> _WHAT TO DO_
Identify every line in the records below that contains the word "compared", and reproduce each one.

━━━━━━━━━━━━━━━━━━━━━━━━━━━━━━

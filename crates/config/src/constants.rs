//! Centralized constants for the configuration resolver.
//!
//! This module contains the recognized environment-variable names, default
//! file locations, and parsing tables used across the crate.

// =============================================================================
// Directory & File Defaults
// =============================================================================

/// Directory under the project root holding per-environment configuration.
pub const ENV_DIR: &str = "env";

/// The base environment file inside an environment directory.
pub const BASE_ENV_FILE: &str = ".env";

/// Ordered default file list for multi-file loading. `.env.local` carries
/// local overrides and is loaded last.
pub const DEFAULT_ENV_FILES: [&str; 7] = [
    ".env",
    ".env.resources",
    ".env.databases",
    ".env.api",
    ".env.cache",
    ".env.secrets",
    ".env.local",
];

/// Default INI configuration file, relative to the project root.
pub const DEFAULT_CONFIG_FILE: &str = "etc/config.ini";

/// Default TOML project file, relative to the project root.
pub const DEFAULT_PROJECT_FILE: &str = "pyproject.toml";

/// Default key of the project table inside the project file.
pub const DEFAULT_PROJECT_NAME: &str = "lamina";

// =============================================================================
// Structured-Value Envelope
// =============================================================================

/// Prefix marking a structured value carried through a text-only backend.
pub const JSON_ENVELOPE_PREFIX: &str = "LAMINA_JSON:";

// =============================================================================
// Boolean Parsing
// =============================================================================

/// Strings recognized as true, compared case-insensitively.
pub const TRUTHY_STATES: [&str; 4] = ["true", "1", "yes", "on"];

/// Strings recognized as false, compared case-insensitively.
pub const FALSY_STATES: [&str; 4] = ["false", "0", "no", "off"];

// =============================================================================
// Recognized Environment Variables
// =============================================================================

/// Active environment name (dev, prod, staging, ...).
pub const ENV_VAR: &str = "ENV";

/// Path of the INI configuration file.
pub const CONFIG_FILE_VAR: &str = "CONFIG_FILE";

/// Auto-create missing configuration directories when truthy.
pub const CONFIG_CREATE_VAR: &str = "CONFIG_CREATE";

/// Glob-based discovery of `.env*` files when truthy (default on).
pub const AUTO_DISCOVERY_VAR: &str = "AUTO_DISCOVERY";

/// Defer the first configuration pass when truthy.
pub const LAZY_LOAD_VAR: &str = "LAZY_LOAD";

/// Explicit project root, bypassing marker-based discovery.
pub const SITE_ROOT_VAR: &str = "SITE_ROOT";

/// Debug flag captured at configure time.
pub const DEBUG_VAR: &str = "DEBUG";

/// Register the Redis cache reader when truthy.
pub const USE_REDIS_VAR: &str = "USE_REDIS";

/// Register the Memcached object-cache reader when truthy.
pub const USE_MEMCACHED_VAR: &str = "USE_MEMCACHED";

/// Register the Vault secret reader (and enable unified vault loading)
/// when truthy.
pub const VAULT_ENABLED_VAR: &str = "VAULT_ENABLED";

/// Vault connection parameters consumed by the unified loader.
pub const VAULT_URL_VAR: &str = "VAULT_URL";
pub const VAULT_TOKEN_VAR: &str = "VAULT_TOKEN";
pub const VAULT_MOUNT_POINT_VAR: &str = "VAULT_MOUNT_POINT";
pub const VAULT_VERSION_VAR: &str = "VAULT_VERSION";
pub const VAULT_SKIP_VERIFY_VAR: &str = "VAULT_SKIP_VERIFY";

/// Project-file overrides.
pub const PROJECT_NAME_VAR: &str = "PROJECT_NAME";
pub const PROJECT_PATH_VAR: &str = "PROJECT_PATH";
pub const PROJECT_FILE_VAR: &str = "PROJECT_FILE";

// =============================================================================
// Write-Path Defaults
// =============================================================================

/// Default TTL for time-bounded writes, in seconds.
pub const DEFAULT_SET_TTL_SECS: u64 = 3600;

/// Default Vault mount point when none is configured.
pub const DEFAULT_VAULT_MOUNT: &str = "lamina";
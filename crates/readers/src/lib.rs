//! Source-reader adapters for remote key-value backends.
//!
//! This crate provides uniform wrappers around the external stores a
//! configuration resolver can consult at runtime: a cache store (Redis), an
//! object-cache store (Memcached), and a secret store (HashiCorp Vault).
//!
//! Every reader follows the same degradation contract: constructing a reader
//! against an unreachable backend never returns an error. The reader comes
//! back disabled, and each subsequent capability call fails with
//! [`ReaderError::NotConfigured`], which callers treat as "this source yields
//! no value". A process must be able to start with file/environment-only
//! configuration even when every remote backend is down.

mod cache;
mod error;
mod object_cache;
mod reader;
mod settings;
mod vault;

pub use cache::CacheReader;
pub use error::ReaderError;
pub use object_cache::ObjectCacheReader;
pub use reader::SourceReader;
pub use settings::{CacheSettings, ObjectCacheSettings, VaultSettings};
pub use vault::VaultReader;
//! Insertion into a thread-owned queue buffer.
//!
//! A queue is a pair of fields in the thread block: a byte index that counts down to zero,
//! and a pointer to the entry storage. Entries are written back to front, so the first
//! entry lands at the top of the buffer and `index == 0` means the buffer is full. Only the
//! owning thread touches the fields outside of pauses and handshakes, so no atomics are
//! needed.

use crate::asm::{Cond, Label, MacroAssembler, Mem, Reg, Width};
use crate::util::constants::BYTES_IN_WORD;
use crate::vm::{BarrierLayout, QueueKind};

/// Registers used by [`enqueue`].
#[derive(Copy, Clone, Debug)]
pub struct QueueRegs {
    pub thread: Reg,
    /// The entry to insert. Not modified.
    pub value: Reg,
    /// Clobbered.
    pub index_tmp: Reg,
    /// Clobbered.
    pub buffer_tmp: Reg,
}

/// Emit an insertion of `regs.value` into the `kind` queue of the thread.
///
/// Falls through after a successful insertion. If the buffer is full, branches to `full`
/// without having written to the queue fields or the buffer.
pub fn enqueue<A: MacroAssembler>(
    asm: &mut A,
    layout: &BarrierLayout,
    kind: QueueKind,
    regs: QueueRegs,
    full: Label,
) {
    assert_different_registers!(regs.thread, regs.value, regs.index_tmp, regs.buffer_tmp);
    let queue = layout.queue(kind);
    let index = Mem::at(regs.thread, queue.index as isize);
    let buffer = Mem::at(regs.thread, queue.buffer as isize);

    asm.load(Width::Word, regs.index_tmp, index);
    asm.branch_cmp_imm(Cond::Eq, regs.index_tmp, 0, full);
    asm.sub_imm(regs.index_tmp, regs.index_tmp, BYTES_IN_WORD);
    asm.store(Width::Word, regs.index_tmp, index);
    asm.load(Width::Word, regs.buffer_tmp, buffer);
    asm.store(
        Width::Word,
        regs.value,
        Mem::indexed(regs.buffer_tmp, regs.index_tmp),
    );
}
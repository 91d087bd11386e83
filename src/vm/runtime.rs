use enum_map::{Enum, EnumMap};
use strum_macros::{Display, EnumIter};

use crate::asm::CodeEntry;

/// The collector functions barrier code calls when a thread-owned buffer is full.
///
/// They run synchronously on the calling thread, must not allocate and must not start a
/// pause, because they are entered from arbitrary, possibly frame-less, points in compiled code.
#[derive(Copy, Clone, Debug, PartialEq, Eq, Hash, Enum, EnumIter, Display)]
pub enum RuntimeEntry {
    /// `log_previous_value(value, thread)`
    LogPreviousValue,
    /// `log_dirtied_card(card_address, thread)`
    LogDirtiedCard,
    /// `log_previous_value_range(start, count, thread)` for uncompressed reference arrays.
    LogPreviousValueRange,
    /// `log_previous_value_range(start, count, thread)` for compressed reference arrays.
    LogPreviousNarrowValueRange,
    /// `log_dirtied_range(start, count)` after a bulk reference-array copy.
    LogDirtiedRange,
}

impl RuntimeEntry {
    /// The number of arguments the entry takes.
    pub const fn arity(self) -> usize {
        match self {
            RuntimeEntry::LogPreviousValue => 2,
            RuntimeEntry::LogDirtiedCard => 2,
            RuntimeEntry::LogPreviousValueRange => 3,
            RuntimeEntry::LogPreviousNarrowValueRange => 3,
            RuntimeEntry::LogDirtiedRange => 2,
        }
    }

    /// The previous-value range entry matching the reference encoding.
    pub const fn previous_value_range(compressed: bool) -> Self {
        if compressed {
            RuntimeEntry::LogPreviousNarrowValueRange
        } else {
            RuntimeEntry::LogPreviousValueRange
        }
    }
}

/// The addresses of all runtime entries, supplied by the collector.
#[derive(Clone, Debug)]
pub struct RuntimeEntries(EnumMap<RuntimeEntry, CodeEntry>);

impl RuntimeEntries {
    pub fn new(entries: EnumMap<RuntimeEntry, CodeEntry>) -> Self {
        RuntimeEntries(entries)
    }

    /// Build the table by asking `f` for each entry.
    pub fn from_fn<F: FnMut(RuntimeEntry) -> CodeEntry>(f: F) -> Self {
        RuntimeEntries(EnumMap::from_fn(f))
    }

    pub fn get(&self, entry: RuntimeEntry) -> CodeEntry {
        self.0[entry]
    }

    /// Find which entry lives at `code`, if any.
    pub fn lookup(&self, code: CodeEntry) -> Option<RuntimeEntry> {
        self.0.iter().find(|(_, c)| **c == code).map(|(e, _)| e)
    }

    pub fn validate(&self) {
        for (entry, code) in self.0.iter() {
            assert!(
                !code.address().is_zero(),
                "runtime entry {} has no address",
                entry
            );
        }
    }
}
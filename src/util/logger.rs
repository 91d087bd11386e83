use log::SetLoggerError;

/// Attempt to init a env_logger for the barrier generator.
/// Does nothing if the "builtin_env_logger" feature is disabled.
///
/// Embedders that already install a `log` implementation should disable the
/// feature. Calling this more than once is harmless: later calls return `Err`.
pub fn try_init() -> Result<(), SetLoggerError> {
    cfg_if::cfg_if! {
        if #[cfg(feature = "builtin_env_logger")] {
            env_logger::try_init_from_env(
                // By default, use info level logging.
                env_logger::Env::default().filter_or(env_logger::DEFAULT_FILTER_ENV, "info"),
            )
        } else {
            Ok(())
        }
    }
}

━━━━━━━━━━━━━━━━━━━━━━━━━━━━━━

> _RESULT BELOW_
/// Strings recognized as true, compared case-insensitively.
/// Strings recognized as false, compared case-insensitively.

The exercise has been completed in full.